The nonpoliovirus enteroviruses commonly infect newborns, with consequences ranging from asymptomatic infection and benign illness, to severe, life-threatening disease. Frequently occurring symptoms include fever, irritability, lethargy, anorexia, and rash. Although most illnesses are mild, severe disease develops in a subset of newborns infected in the first 2 weeks of life. Severe disease may consist of sepsis, meningoencephalitis, myocarditis, pneumonia, hepatitis, and/or coagulopathy. Substantial mortality rates have been reported, and long-term sequelae may occur among survivors. Risk factors and clinical features associated with severe disease include absence of neutralizing antibody to the infecting serotype, maternal illness prior to or at delivery, prematurity, illness onset within the first few days of life, multiorgan disease, severe hepatitis, positive serum viral culture, and specific infecting serotype (e.g. group B coxsackieviruses and echovirus 11). Whereas the mainstay of diagnosis has traditionally been viral isolation in tissue culture, the polymerase chain reaction has been demonstrated to be more sensitive than culture, highly specific, and rapid. Immunoglobulin has been used as a therapeutic agent for neonates with enterovirus disease; however, clinical efficacy has not been proven. Specific antiviral therapy for enteroviruses is in development. Pleconaril is an investigational agent that inhibits viral attachment to host cell receptors and uncoating of viral nucleic acid. It has broad and potent anti-enterovirus activity, excellent oral bioavailability, and is well tolerated. Some clinical trials have demonstrated benefit in children and adults with enterovirus meningitis, and in adults with upper respiratory tract infections caused by picornaviruses (rhinoviruses or enteroviruses). Data summarizing compassionate use for severe enterovirus diseases (including neonatal sepsis) also suggest possible benefit. Limited pharmacokinetic data are available in infants and neonates. A multicenter, placebo-controlled, randomized trial of pleconaril in neonates with severe hepatitis, coagulopathy, and/or myocarditis is currently being conducted.

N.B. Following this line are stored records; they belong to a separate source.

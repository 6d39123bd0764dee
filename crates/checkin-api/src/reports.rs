use axum::{
    Json,
    extract::{Path, State},
    http::{HeaderMap, HeaderValue, header},
    response::IntoResponse,
};
use chrono::SecondsFormat;

use checkin_db::models::{AttendeeRow, UserRow};
use checkin_types::api::{SessionStats, StatisticsResponse, StudentStats};
use checkin_types::models::attendance_rate;

use crate::auth::AppState;
use crate::csv;
use crate::error::ApiError;
use crate::run_blocking;
use crate::sessions::load_session;

pub const EXPORT_HEADER: [&str; 8] = [
    "username",
    "name",
    "student_id",
    "status",
    "checkin_time",
    "seat",
    "latitude",
    "longitude",
];

/// GET /api/admin/statistics
pub async fn statistics(
    State(state): State<AppState>,
) -> Result<Json<StatisticsResponse>, ApiError> {
    let (students, sessions) = run_blocking(&state, |state| {
        Ok((
            state.db.student_checkin_counts()?,
            state.db.session_checkin_counts()?,
        ))
    })
    .await?;

    let total_students = students.len() as u64;
    let total_sessions = sessions.len() as u64;
    let total_checkins: u64 = students.iter().map(|s| s.checkins).sum();

    Ok(Json(StatisticsResponse {
        total_students,
        total_sessions,
        total_checkins,
        overall_rate: attendance_rate(total_checkins, total_students * total_sessions),
        students: students
            .into_iter()
            .map(|s| StudentStats {
                rate: attendance_rate(s.checkins, total_sessions),
                user_id: s.user_id,
                username: s.username,
                name: s.name,
                checkins: s.checkins,
            })
            .collect(),
        sessions: sessions
            .into_iter()
            .map(|s| SessionStats {
                rate: attendance_rate(s.checkins, total_students),
                session_id: s.session_id,
                title: s.title,
                checkins: s.checkins,
            })
            .collect(),
    }))
}

/// GET /api/admin/sessions/{id}/export
///
/// `text/csv` attachment: present students in check-in order, then absent
/// students by username.
pub async fn export_session_csv(
    State(state): State<AppState>,
    Path(session_id): Path<i64>,
) -> Result<impl IntoResponse, ApiError> {
    let (attendees, missed) = run_blocking(&state, move |state| {
        load_session(state, session_id)?;
        Ok((
            state.db.session_attendees(session_id)?,
            state.db.missed_students(session_id)?,
        ))
    })
    .await?;

    let body = render_attendance_csv(&attendees, &missed);
    let filename = format!("attendance_session_{}.csv", session_id);

    let mut headers = HeaderMap::new();
    headers.insert(
        header::CONTENT_TYPE,
        HeaderValue::from_static("text/csv; charset=utf-8"),
    );
    headers.insert(
        header::CONTENT_DISPOSITION,
        HeaderValue::from_str(&format!("attachment; filename=\"{}\"", filename))
            .unwrap_or(HeaderValue::from_static("attachment")),
    );

    Ok((headers, body))
}

pub fn render_attendance_csv(attendees: &[AttendeeRow], missed: &[UserRow]) -> String {
    let mut out = String::new();
    out.push(csv::UTF8_BOM);
    csv::write_row(&mut out, &EXPORT_HEADER);

    for a in attendees {
        let r = &a.record;
        csv::write_row(
            &mut out,
            &[
                a.username.clone(),
                a.name.clone(),
                a.student_id.clone().unwrap_or_default(),
                "present".to_string(),
                r.checkin_time.to_rfc3339_opts(SecondsFormat::Secs, true),
                r.seat().map(|s| s.to_string()).unwrap_or_default(),
                r.latitude.map(|v| v.to_string()).unwrap_or_default(),
                r.longitude.map(|v| v.to_string()).unwrap_or_default(),
            ],
        );
    }

    for u in missed {
        csv::write_row(
            &mut out,
            &[
                u.username.clone(),
                u.name.clone(),
                u.student_id.clone().unwrap_or_default(),
                "absent".to_string(),
                String::new(),
                String::new(),
                String::new(),
                String::new(),
            ],
        );
    }

    out
}
mod common;

use axum::http::StatusCode;
use chrono::{DateTime, Duration, Utc};
use serde_json::{Value, json};

use common::{TestApp, test_app};

/// Creates a session whose window is `[now + start_offset, now + end_offset]`.
async fn session_at(
    app: &TestApp,
    admin: &str,
    title: &str,
    start_offset: Duration,
    end_offset: Duration,
) -> Value {
    let now = Utc::now();
    let reply = app
        .post(
            "/api/admin/sessions",
            admin,
            json!({
                "title": title,
                "start_time": now + start_offset,
                "end_time": now + end_offset,
            }),
        )
        .await;
    assert_eq!(reply.status, StatusCode::CREATED, "{}", reply.text());
    reply.json()
}

#[tokio::test]
async fn lecture_scenario() {
    let app = test_app();
    let admin = app.admin().await;
    let alice = app.student("alice", "Alice").await;
    let bob = app.student("bob", "Bob").await;

    // Started 5 minutes ago, 60-minute window
    let lecture = session_at(&app, &admin, "Lecture 1", Duration::minutes(-5), Duration::minutes(55)).await;
    let code = lecture["checkin_code"].as_str().unwrap().to_string();

    let reply = app.post("/api/student/checkin", &alice, json!({ "checkin_code": code })).await;
    assert_eq!(reply.status, StatusCode::OK);
    assert_eq!(reply.json()["session_title"], "Lecture 1");

    let reply = app.post("/api/student/checkin", &alice, json!({ "checkin_code": code })).await;
    assert_eq!(reply.status, StatusCode::CONFLICT);
    assert_eq!(reply.json()["error"], "You have already checked in for this session");

    // Started 70 minutes ago: the 60-minute window is over
    let late = session_at(&app, &admin, "Lecture 1 (late)", Duration::minutes(-70), Duration::minutes(-10)).await;
    let reply = app
        .post("/api/student/checkin", &bob, json!({ "checkin_code": late["checkin_code"] }))
        .await;
    assert_eq!(reply.status, StatusCode::BAD_REQUEST);
    assert_eq!(reply.json()["error"], "Check-in time has expired");

    let records = app
        .get(&format!("/api/admin/sessions/{}/records", lecture["session_id"]), &admin)
        .await
        .json();
    assert_eq!(records["checked_in"].as_array().unwrap().len(), 1);
    assert_eq!(records["checked_in"][0]["username"], "alice");
    assert_eq!(records["missed"].as_array().unwrap().len(), 1);
    assert_eq!(records["missed"][0]["username"], "bob");
}

#[tokio::test]
async fn check_in_before_start_is_rejected() {
    let app = test_app();
    let admin = app.admin().await;
    let alice = app.student("alice", "Alice").await;

    let future = session_at(&app, &admin, "Tomorrow", Duration::minutes(10), Duration::minutes(70)).await;
    let reply = app
        .post("/api/student/checkin", &alice, json!({ "checkin_code": future["checkin_code"] }))
        .await;
    assert_eq!(reply.status, StatusCode::BAD_REQUEST);
    assert_eq!(reply.json()["error"], "Check-in has not started yet");
}

#[tokio::test]
async fn code_is_case_insensitive_and_unknown_codes_are_not_found() {
    let app = test_app();
    let admin = app.admin().await;
    let alice = app.student("alice", "Alice").await;

    let session = session_at(&app, &admin, "Lab", Duration::minutes(-1), Duration::minutes(30)).await;
    let lower = session["checkin_code"].as_str().unwrap().to_lowercase();

    let reply = app
        .post("/api/student/checkin", &alice, json!({ "checkin_code": format!(" {} ", lower) }))
        .await;
    assert_eq!(reply.status, StatusCode::OK);

    let reply = app.post("/api/student/checkin", &alice, json!({ "checkin_code": "ZZZZZZZZ" })).await;
    assert_eq!(reply.status, StatusCode::NOT_FOUND);

    let reply = app.post("/api/student/checkin", &alice, json!({ "checkin_code": "  " })).await;
    assert_eq!(reply.status, StatusCode::BAD_REQUEST);
}

#[tokio::test]
async fn create_session_defaults_and_validation() {
    let app = test_app();
    let admin = app.admin().await;

    let reply = app.post("/api/admin/sessions", &admin, json!({ "title": "Default" })).await;
    assert_eq!(reply.status, StatusCode::CREATED);
    let body = reply.json();
    let start: DateTime<Utc> = serde_json::from_value(body["start_time"].clone()).unwrap();
    let end: DateTime<Utc> = serde_json::from_value(body["end_time"].clone()).unwrap();
    assert_eq!(end - start, Duration::minutes(60));
    let code = body["checkin_code"].as_str().unwrap();
    assert_eq!(code.len(), 6);
    assert!(code.chars().all(|c| c.is_ascii_uppercase() || c.is_ascii_digit()));

    let reply = app
        .post("/api/admin/sessions", &admin, json!({ "title": "Short", "duration_minutes": 15 }))
        .await;
    assert_eq!(reply.status, StatusCode::CREATED);

    let now = Utc::now();
    let invalid = [
        json!({ "title": "  " }),
        json!({ "title": "Backwards", "start_time": now, "end_time": now - Duration::minutes(1) }),
        json!({ "title": "Empty", "start_time": now, "end_time": now }),
        json!({ "title": "Zero", "duration_minutes": 0 }),
        json!({ "title": "Both", "end_time": now + Duration::minutes(5), "duration_minutes": 5 }),
    ];
    for body in invalid {
        let reply = app.post("/api/admin/sessions", &admin, body.clone()).await;
        assert_eq!(reply.status, StatusCode::BAD_REQUEST, "accepted {}", body);
    }
}

#[tokio::test]
async fn sessions_list_and_lookup() {
    let app = test_app();
    let admin = app.admin().await;

    let first = session_at(&app, &admin, "First", Duration::zero(), Duration::minutes(30)).await;
    let second = session_at(&app, &admin, "Second", Duration::zero(), Duration::minutes(30)).await;

    let list = app.get("/api/admin/sessions", &admin).await.json();
    let list = list.as_array().unwrap();
    assert_eq!(list.len(), 2);
    assert_eq!(list[0]["id"], second["session_id"]);
    assert_eq!(list[1]["id"], first["session_id"]);
    assert_eq!(list[0]["checkin_count"], 0);

    let one = app
        .get(&format!("/api/admin/sessions/{}", first["session_id"]), &admin)
        .await;
    assert_eq!(one.status, StatusCode::OK);
    assert_eq!(one.json()["title"], "First");

    let missing = app.get("/api/admin/sessions/9999", &admin).await;
    assert_eq!(missing.status, StatusCode::NOT_FOUND);
    let missing = app.get("/api/admin/sessions/9999/records", &admin).await;
    assert_eq!(missing.status, StatusCode::NOT_FOUND);
}

#[tokio::test]
async fn seat_and_location_check_in() {
    let app = test_app();
    let admin = app.admin().await;
    let alice = app.student("alice", "Alice").await;
    let bob = app.student("bob", "Bob").await;

    let session = session_at(&app, &admin, "Seminar", Duration::minutes(-1), Duration::minutes(30)).await;
    let code = session["checkin_code"].as_str().unwrap().to_string();

    let reply = app
        .post(
            "/api/student/checkin",
            &alice,
            json!({
                "checkin_code": code,
                "location": { "latitude": 31.23, "longitude": 121.47, "accuracy": 20.0 },
                "seat": { "row": "c", "col": 5 },
            }),
        )
        .await;
    assert_eq!(reply.status, StatusCode::OK, "{}", reply.text());

    // Same seat: accepted, not deduplicated
    let reply = app
        .post(
            "/api/student/checkin",
            &bob,
            json!({ "checkin_code": code, "seat": { "row": "C", "col": 5 } }),
        )
        .await;
    assert_eq!(reply.status, StatusCode::OK);

    let seats = app.get(&format!("/api/student/seats?code={}", code), &alice).await.json();
    assert_eq!(seats, json!([{ "row": "C", "col": 5 }]));

    let seats = app
        .get(&format!("/api/admin/sessions/{}/seats", session["session_id"]), &admin)
        .await
        .json();
    assert_eq!(seats.as_array().unwrap().len(), 2);

    let records = app
        .get(&format!("/api/admin/sessions/{}/records", session["session_id"]), &admin)
        .await
        .json();
    let alice_record = &records["checked_in"][0];
    assert_eq!(alice_record["seat"], json!({ "row": "C", "col": 5 }));
    assert_eq!(alice_record["location"]["latitude"], 31.23);
}

#[tokio::test]
async fn invalid_seat_or_location_is_rejected() {
    let app = test_app();
    let admin = app.admin().await;
    let alice = app.student("alice", "Alice").await;
    let session = session_at(&app, &admin, "Seminar", Duration::minutes(-1), Duration::minutes(30)).await;

    let bad = [
        json!({ "checkin_code": session["checkin_code"], "seat": { "row": "7", "col": 1 } }),
        json!({ "checkin_code": session["checkin_code"], "seat": { "row": "A", "col": 0 } }),
        json!({ "checkin_code": session["checkin_code"], "location": { "latitude": 120.0, "longitude": 0.0 } }),
    ];
    for body in bad {
        let reply = app.post("/api/student/checkin", &alice, body).await;
        assert_eq!(reply.status, StatusCode::BAD_REQUEST);
    }

    // Nothing was recorded
    let history = app.get("/api/student/history", &alice).await.json();
    assert_eq!(history, json!([]));
}

#[tokio::test]
async fn history_lists_own_check_ins() {
    let app = test_app();
    let admin = app.admin().await;
    let alice = app.student("alice", "Alice").await;
    let bob = app.student("bob", "Bob").await;

    let s1 = session_at(&app, &admin, "Week 1", Duration::minutes(-1), Duration::minutes(30)).await;
    let s2 = session_at(&app, &admin, "Week 2", Duration::minutes(-1), Duration::minutes(30)).await;
    app.post("/api/student/checkin", &alice, json!({ "checkin_code": s1["checkin_code"] })).await;
    app.post("/api/student/checkin", &alice, json!({ "checkin_code": s2["checkin_code"] })).await;
    app.post("/api/student/checkin", &bob, json!({ "checkin_code": s1["checkin_code"] })).await;

    let history = app.get("/api/student/history", &alice).await.json();
    let titles: Vec<&str> = history
        .as_array()
        .unwrap()
        .iter()
        .map(|h| h["title"].as_str().unwrap())
        .collect();
    assert_eq!(titles, vec!["Week 2", "Week 1"]);

    let history = app.get("/api/student/history", &bob).await.json();
    assert_eq!(history.as_array().unwrap().len(), 1);
}

#[tokio::test]
async fn statistics_rates() {
    let app = test_app();
    let admin = app.admin().await;
    let alice = app.student("alice", "Alice").await;
    app.student("bob", "Bob").await;

    let s1 = session_at(&app, &admin, "Week 1", Duration::minutes(-1), Duration::minutes(30)).await;
    session_at(&app, &admin, "Week 2", Duration::minutes(-1), Duration::minutes(30)).await;
    app.post("/api/student/checkin", &alice, json!({ "checkin_code": s1["checkin_code"] })).await;

    let stats = app.get("/api/admin/statistics", &admin).await.json();
    assert_eq!(stats["total_students"], 2);
    assert_eq!(stats["total_sessions"], 2);
    assert_eq!(stats["total_checkins"], 1);
    assert_eq!(stats["overall_rate"], 25.0);

    let alice_stats = &stats["students"][0];
    assert_eq!(alice_stats["username"], "alice");
    assert_eq!(alice_stats["checkins"], 1);
    assert_eq!(alice_stats["rate"], 50.0);
    assert_eq!(stats["students"][1]["rate"], 0.0);

    let week1 = stats["sessions"]
        .as_array()
        .unwrap()
        .iter()
        .find(|s| s["title"] == "Week 1")
        .unwrap();
    assert_eq!(week1["rate"], 50.0);
}

#[tokio::test]
async fn seat_lookup_without_code_is_a_json_error() {
    let app = test_app();
    let alice = app.student("alice", "Alice").await;

    let reply = app.get("/api/student/seats", &alice).await;
    assert_eq!(reply.status, StatusCode::BAD_REQUEST);
    assert!(reply.json()["error"].is_string());
}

A prospective study of the virology of and serological responses to enterovirus infection in 16 neonates (< or = 2 weeks of life) and their mothers was performed. At study entry, 11 neonates did not have detectable serum neutralizing antibody to their own viral isolates, despite the presence of neutralizing antibody in 9 of 11 mothers of these infants. Viremia and viruria were demonstrated in 8 and 7 neonates, respectively, with maximal detected titers of 6.3 x 10(3) 50% tissue culture infective dose per mL (TCID50) and 6.8 x 10(1) TCID50/mL, respectively. Viremia was associated with onset of illness in the first 5 days of life, low initial serum neutralization titer, and the presence of echovirus serotypes. Randomized administration of intravenous immune globulin (IVIG; 750 mg/kg) to nine neonates overall modestly increased serum neutralization titers but did not reduce the daily incidence of viremia and viruria compared with that of controls. However, receipt of IVIG containing a neutralization titer of > or = 1:800 to the patients' own viral isolates was associated with significantly higher serum neutralization titers and more rapid cessation of viremia and viruria. Future trials of IVIG for neonatal enterovirus disease should assess the efficacy and safety of higher or repeated doses of this agent and/or of IVIG selected for their high titers to frequently circulating and/or particularly virulent enterovirus serotypes.